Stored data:
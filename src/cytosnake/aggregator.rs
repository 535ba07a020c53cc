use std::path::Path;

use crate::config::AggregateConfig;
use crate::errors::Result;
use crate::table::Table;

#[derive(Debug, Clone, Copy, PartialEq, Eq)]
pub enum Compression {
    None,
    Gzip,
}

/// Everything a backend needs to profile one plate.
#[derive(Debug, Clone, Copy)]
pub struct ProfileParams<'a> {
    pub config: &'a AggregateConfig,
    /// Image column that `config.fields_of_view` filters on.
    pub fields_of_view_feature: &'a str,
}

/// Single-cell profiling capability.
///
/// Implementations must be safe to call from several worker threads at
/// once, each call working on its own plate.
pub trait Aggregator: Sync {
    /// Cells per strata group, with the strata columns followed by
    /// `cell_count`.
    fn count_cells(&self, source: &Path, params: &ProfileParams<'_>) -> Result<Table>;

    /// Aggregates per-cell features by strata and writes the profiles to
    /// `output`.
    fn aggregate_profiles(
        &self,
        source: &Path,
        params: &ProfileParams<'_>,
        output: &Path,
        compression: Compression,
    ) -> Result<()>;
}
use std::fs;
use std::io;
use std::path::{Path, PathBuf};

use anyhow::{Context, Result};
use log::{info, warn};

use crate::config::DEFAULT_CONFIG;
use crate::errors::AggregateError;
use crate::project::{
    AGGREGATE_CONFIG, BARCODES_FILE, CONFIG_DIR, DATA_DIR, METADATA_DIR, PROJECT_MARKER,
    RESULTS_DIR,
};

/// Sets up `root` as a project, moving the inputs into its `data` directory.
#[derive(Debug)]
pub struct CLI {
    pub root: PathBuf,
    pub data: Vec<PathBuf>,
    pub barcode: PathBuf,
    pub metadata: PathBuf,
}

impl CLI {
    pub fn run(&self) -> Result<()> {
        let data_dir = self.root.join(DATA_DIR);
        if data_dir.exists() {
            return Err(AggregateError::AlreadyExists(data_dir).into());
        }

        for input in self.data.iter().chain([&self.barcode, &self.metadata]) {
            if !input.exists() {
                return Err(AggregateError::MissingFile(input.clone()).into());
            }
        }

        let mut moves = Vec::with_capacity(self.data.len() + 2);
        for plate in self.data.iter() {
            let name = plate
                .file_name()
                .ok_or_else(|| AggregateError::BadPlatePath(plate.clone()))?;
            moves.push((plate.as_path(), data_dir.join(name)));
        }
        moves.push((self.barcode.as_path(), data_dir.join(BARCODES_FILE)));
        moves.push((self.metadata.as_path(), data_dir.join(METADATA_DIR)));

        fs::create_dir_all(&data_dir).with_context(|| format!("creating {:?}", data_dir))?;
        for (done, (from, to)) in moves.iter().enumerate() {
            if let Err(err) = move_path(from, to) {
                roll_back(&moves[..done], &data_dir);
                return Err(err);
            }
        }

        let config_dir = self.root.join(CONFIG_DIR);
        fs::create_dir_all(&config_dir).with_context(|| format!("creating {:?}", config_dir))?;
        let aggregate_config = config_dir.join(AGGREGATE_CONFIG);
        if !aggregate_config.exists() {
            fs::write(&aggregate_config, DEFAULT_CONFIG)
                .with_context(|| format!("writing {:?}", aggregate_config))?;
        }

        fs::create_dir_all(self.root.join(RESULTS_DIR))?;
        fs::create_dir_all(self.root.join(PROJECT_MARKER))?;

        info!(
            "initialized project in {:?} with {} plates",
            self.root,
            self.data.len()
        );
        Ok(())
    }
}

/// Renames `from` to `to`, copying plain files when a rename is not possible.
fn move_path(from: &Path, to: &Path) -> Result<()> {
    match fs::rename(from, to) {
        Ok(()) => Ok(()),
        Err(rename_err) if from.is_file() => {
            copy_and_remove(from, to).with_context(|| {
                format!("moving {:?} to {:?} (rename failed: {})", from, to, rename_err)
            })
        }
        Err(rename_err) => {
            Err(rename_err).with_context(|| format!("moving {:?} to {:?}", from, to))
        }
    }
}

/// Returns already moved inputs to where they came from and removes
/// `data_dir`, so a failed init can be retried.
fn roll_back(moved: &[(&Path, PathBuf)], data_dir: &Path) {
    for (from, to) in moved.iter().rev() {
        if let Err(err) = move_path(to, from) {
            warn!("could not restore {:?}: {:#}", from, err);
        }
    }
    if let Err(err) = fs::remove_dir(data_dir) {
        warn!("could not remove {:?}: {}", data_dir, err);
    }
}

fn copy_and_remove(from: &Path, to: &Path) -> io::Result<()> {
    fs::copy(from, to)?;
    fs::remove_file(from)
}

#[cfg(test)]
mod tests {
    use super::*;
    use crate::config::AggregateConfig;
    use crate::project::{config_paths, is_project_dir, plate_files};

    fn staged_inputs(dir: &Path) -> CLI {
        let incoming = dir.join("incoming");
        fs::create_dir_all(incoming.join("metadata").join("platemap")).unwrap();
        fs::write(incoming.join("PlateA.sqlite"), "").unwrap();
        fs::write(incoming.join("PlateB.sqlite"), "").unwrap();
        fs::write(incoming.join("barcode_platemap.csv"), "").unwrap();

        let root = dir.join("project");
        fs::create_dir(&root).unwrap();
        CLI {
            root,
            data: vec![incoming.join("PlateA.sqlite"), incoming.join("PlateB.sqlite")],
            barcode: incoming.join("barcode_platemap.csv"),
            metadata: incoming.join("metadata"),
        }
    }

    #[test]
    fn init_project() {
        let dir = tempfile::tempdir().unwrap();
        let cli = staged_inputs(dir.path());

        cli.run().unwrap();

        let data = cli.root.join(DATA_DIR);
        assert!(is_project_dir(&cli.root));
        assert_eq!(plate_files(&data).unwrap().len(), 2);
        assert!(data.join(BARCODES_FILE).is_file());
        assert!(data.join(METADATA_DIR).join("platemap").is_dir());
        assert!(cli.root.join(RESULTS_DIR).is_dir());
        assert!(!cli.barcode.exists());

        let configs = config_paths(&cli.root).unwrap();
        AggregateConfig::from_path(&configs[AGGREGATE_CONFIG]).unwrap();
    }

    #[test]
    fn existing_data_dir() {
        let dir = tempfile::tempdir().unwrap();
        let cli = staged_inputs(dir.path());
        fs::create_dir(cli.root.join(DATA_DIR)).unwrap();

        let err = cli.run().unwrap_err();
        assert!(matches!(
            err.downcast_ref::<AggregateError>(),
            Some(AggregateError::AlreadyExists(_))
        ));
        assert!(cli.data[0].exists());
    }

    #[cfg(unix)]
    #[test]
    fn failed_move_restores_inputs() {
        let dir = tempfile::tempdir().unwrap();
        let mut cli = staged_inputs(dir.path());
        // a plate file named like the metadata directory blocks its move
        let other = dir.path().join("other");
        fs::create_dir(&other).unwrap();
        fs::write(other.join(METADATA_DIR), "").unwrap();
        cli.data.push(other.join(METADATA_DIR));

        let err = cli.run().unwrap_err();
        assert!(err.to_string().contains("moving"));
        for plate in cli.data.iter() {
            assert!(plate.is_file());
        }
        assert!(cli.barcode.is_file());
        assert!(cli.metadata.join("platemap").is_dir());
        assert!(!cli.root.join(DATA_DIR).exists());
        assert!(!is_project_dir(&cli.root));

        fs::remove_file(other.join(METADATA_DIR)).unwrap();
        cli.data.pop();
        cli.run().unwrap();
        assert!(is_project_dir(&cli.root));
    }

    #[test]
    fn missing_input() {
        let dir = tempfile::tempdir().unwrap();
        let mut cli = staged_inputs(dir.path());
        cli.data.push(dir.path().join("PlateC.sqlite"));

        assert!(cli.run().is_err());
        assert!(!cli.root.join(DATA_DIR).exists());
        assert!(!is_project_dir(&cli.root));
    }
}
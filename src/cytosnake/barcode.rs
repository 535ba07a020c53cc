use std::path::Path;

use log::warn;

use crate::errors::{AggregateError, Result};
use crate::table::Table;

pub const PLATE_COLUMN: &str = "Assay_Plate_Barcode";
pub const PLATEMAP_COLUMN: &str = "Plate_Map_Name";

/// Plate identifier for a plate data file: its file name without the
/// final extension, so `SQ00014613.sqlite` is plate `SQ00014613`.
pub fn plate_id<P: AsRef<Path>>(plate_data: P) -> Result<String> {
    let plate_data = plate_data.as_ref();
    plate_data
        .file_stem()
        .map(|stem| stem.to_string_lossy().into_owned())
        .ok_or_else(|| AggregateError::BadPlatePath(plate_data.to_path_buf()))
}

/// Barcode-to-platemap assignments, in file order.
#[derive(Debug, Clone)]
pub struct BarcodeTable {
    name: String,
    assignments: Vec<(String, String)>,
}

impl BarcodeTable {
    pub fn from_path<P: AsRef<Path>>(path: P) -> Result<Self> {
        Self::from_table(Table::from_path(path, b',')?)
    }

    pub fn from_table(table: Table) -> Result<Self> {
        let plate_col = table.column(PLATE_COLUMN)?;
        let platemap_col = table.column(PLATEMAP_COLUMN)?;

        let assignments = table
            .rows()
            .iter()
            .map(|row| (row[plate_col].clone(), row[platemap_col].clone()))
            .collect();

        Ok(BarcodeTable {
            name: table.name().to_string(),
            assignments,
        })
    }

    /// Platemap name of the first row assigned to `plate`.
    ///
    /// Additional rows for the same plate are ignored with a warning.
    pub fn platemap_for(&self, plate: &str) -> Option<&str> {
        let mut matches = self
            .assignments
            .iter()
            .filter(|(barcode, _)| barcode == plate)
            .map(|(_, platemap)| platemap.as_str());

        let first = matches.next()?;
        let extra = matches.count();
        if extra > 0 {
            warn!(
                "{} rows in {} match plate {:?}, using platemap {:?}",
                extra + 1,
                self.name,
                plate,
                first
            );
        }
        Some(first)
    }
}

TASK STATEMENT => Identify every line above that includes the word "derive", and show those lines.

SOLVED PROBLEM =>
#[derive(Debug, Clone, Copy, PartialEq, Eq)]
#[derive(Debug, Clone, Copy)]
#[derive(Debug)]
#[derive(Debug, Clone)]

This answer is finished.